FRIAM Applied Complexity Group listserv
Meets Fridays 9a-11:30 at cafe at St. John's College
to unsubscribe http://redfish.com/mailman/listinfo/friam_redfish.com
archives back to 2003: http://friam.471366.n2.nabble.com/
FRIAM-COMIC 

Re: [FRIAM] Optimization problem

[Steven A Smith]

Gary -

I *patently don't* recommend my method, though it does have some
charms.   I recently was faced with a similar problem to yours where I
needed to cut and install trim around the perimeter of the room (with
door openings) I just layed hardwood floor in.  

Rather than go into it in detail (I already did that and realized it was
a TL;DR as usual, so cut it) I will just say that I approach these
problems as *satisficing* and *constraint* problems rather than
*optimization*.    Once I had a candidate layout, I simply looked at the
results and determined that the *waste* was acceptable.   Depending on
the circumstances I sometimes prefer to have for example, 2 3' leftovers
rather than 1 5' leftover, other times, vice-versa, depending on how I
might use said leftovers in some future application (or hedging against
a mistake in my measuring/cutting).

Care to share what your actual conduit/pipe project is?

- Steve


> Thanks for the links, Peter. I will probably use that software or
> similar, to get a quick solution, then look at the MOOCs.
>
> On Fri, Sep 20, 2019 at 2:52 PM Pieter Steenekamp
>  wrote:
>> Two possible approaches are:
>> a) Solve the problem yourself.
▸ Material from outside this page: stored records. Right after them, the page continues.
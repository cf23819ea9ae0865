use super::{core_err, json_pretty, EXIT_SUCCESS};
use chrono::Utc;
use slotkeeper_core::{CleanupJob, EngineConfig, ReservationEngine};
use std::sync::Arc;

pub fn run(
    engine: &ReservationEngine,
    config: &EngineConfig,
    dry_run: bool,
    json: bool,
) -> Result<u8, String> {
    let job = CleanupJob::from_config(Arc::clone(engine.backend()), &config.cleanup);
    let now = Utc::now();
    let report = if dry_run {
        job.dry_run(now)
    } else {
        job.run(now)
    }
    .map_err(|e| core_err(&e))?;

    if json {
        println!("{}", json_pretty(&report)?);
    } else {
        let prefix = if dry_run { "would remove" } else { "removed" };
        println!(
            "cleanup: {prefix} {} unverified accounts older than {} days",
            report.count, config.cleanup.grace_days
        );
        if dry_run {
            for id in &report.ids {
                println!("  {id}");
            }
        }
    }
    Ok(EXIT_SUCCESS)
}
use super::EXIT_SUCCESS;
use clap::CommandFactory;
use clap_complete::Shell;

#[allow(clippy::unnecessary_wraps)]
pub fn run<C: CommandFactory>(shell: Shell) -> Result<u8, String> {
    clap_complete::generate(shell, &mut C::command(), "slotkeeper", &mut std::io::stdout());
    Ok(EXIT_SUCCESS)
}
Use one or a combination of standard 
>> algorithms ( eg you mentioned linear programming and greedy algorithms, 
>> there are many more of course) and/or your own custom algorithm. If you wish 
>> to go this route and want to learn about the subject, I recommend the series 
>> of MOOCS by Stanford's Tim Roughgarden 
>> https://www.coursera.org/specializations/algorithms
>> Or, I think yours is probably a knapsack -type problem and the MOOC 
>> https://www.coursera.org/learn/discrete-optimization covers that relatively 
>> well.
>> b) But if you just want to get the solution you can use optimization 
>> software like 
>> https://www.ibm.com/za-en/products/ilog-cplex-optimization-studio (they have 
>> a free edition that will be good enough for your application) will solve it 
>> for you without you necessarily knowing how the software does it.
>>
>> On Fri, 20 Sep 2019 at 21:00, Gary Schiltz  
>> wrote:
>>> I'd like advice on possible ways to solve the following problem
>>> (plumbers must surely face this all the time). I need to cut a set of
>>> metal tubes of varying lengths from standard length (6 meter)
>>> galvanized conduit stock. The goal is to find the number of tubes I
>>> need to buy, and the order of cuts to produce the minimum amount of
>>> leftover, unused tube.  I'm interested in what types of solutions
>>> people use for similar 1-dimensional problems, e.g. linear
>>> programming, greedy algorithms, etc. (I've been Googling). I'm only
>>> looking to cut around 15-25 pieces, so my gut feeling is that an
>>> exhaustive search of all possible solutions, though probably NP-hard,
>>> would be feasible to perform. Working programs, as well as libraries
>>> in any language would be a bonus.
>>>
>>> 
>>> FRIAM Applied Complexity Group listserv
>>> Meets Fridays 9a-11:30 at cafe at St. John's College
>>> to unsubscribe http://redfish.com/mailman/listinfo/friam_redfish.com
>>> archives back to 2003: http://friam.471366.n2.nabble.com/
>>> FRIAM-COMIC http://friam-comic.blogspot.com/ by Dr. Strangelove
>> 
>> FRIAM Applied Complexity Group listserv
>> Meets Fridays 9a-11:30 at cafe at St. John's College
>> to unsubscribe http://redfish.com/mailman/listinfo/friam_redfish.com
>> archives back to 2003: http://friam.471366.n2.nabble.com/
>> FRIAM-COMIC http://friam-comic.blogspot.com/ by Dr. Strangelove
> 
> FRIAM Applied Complexity Group listserv
> Meets Fridays 9a-11:30 at cafe at St. John's College
> to unsubscribe http://redfish.com/mailman/listinfo/friam_redfish.com
> archives back to 2003: http://friam.471366.n2.nabble.com/
> FRIAM-COMIC http://friam-comic.blogspot.com/ by Dr. Strangelove



FRIAM Applied Complexity Group listserv
Meets Fridays 9a-11:30 at cafe at St. John's College
to unsubscribe http://redfish.com/mailman/listinfo/friam_redfish.com
archives back to 2003: http://friam.471366.n2.nabble.com/
FRIAM-COMIC http://friam-comic.blogspot.com/ by Dr. Strangelove

Re: [FRIAM] Optimization problem

[Gary Schiltz]

Thanks for the links, Peter. I will probably use that software or
similar, to get a quick solution, then look at the MOOCs.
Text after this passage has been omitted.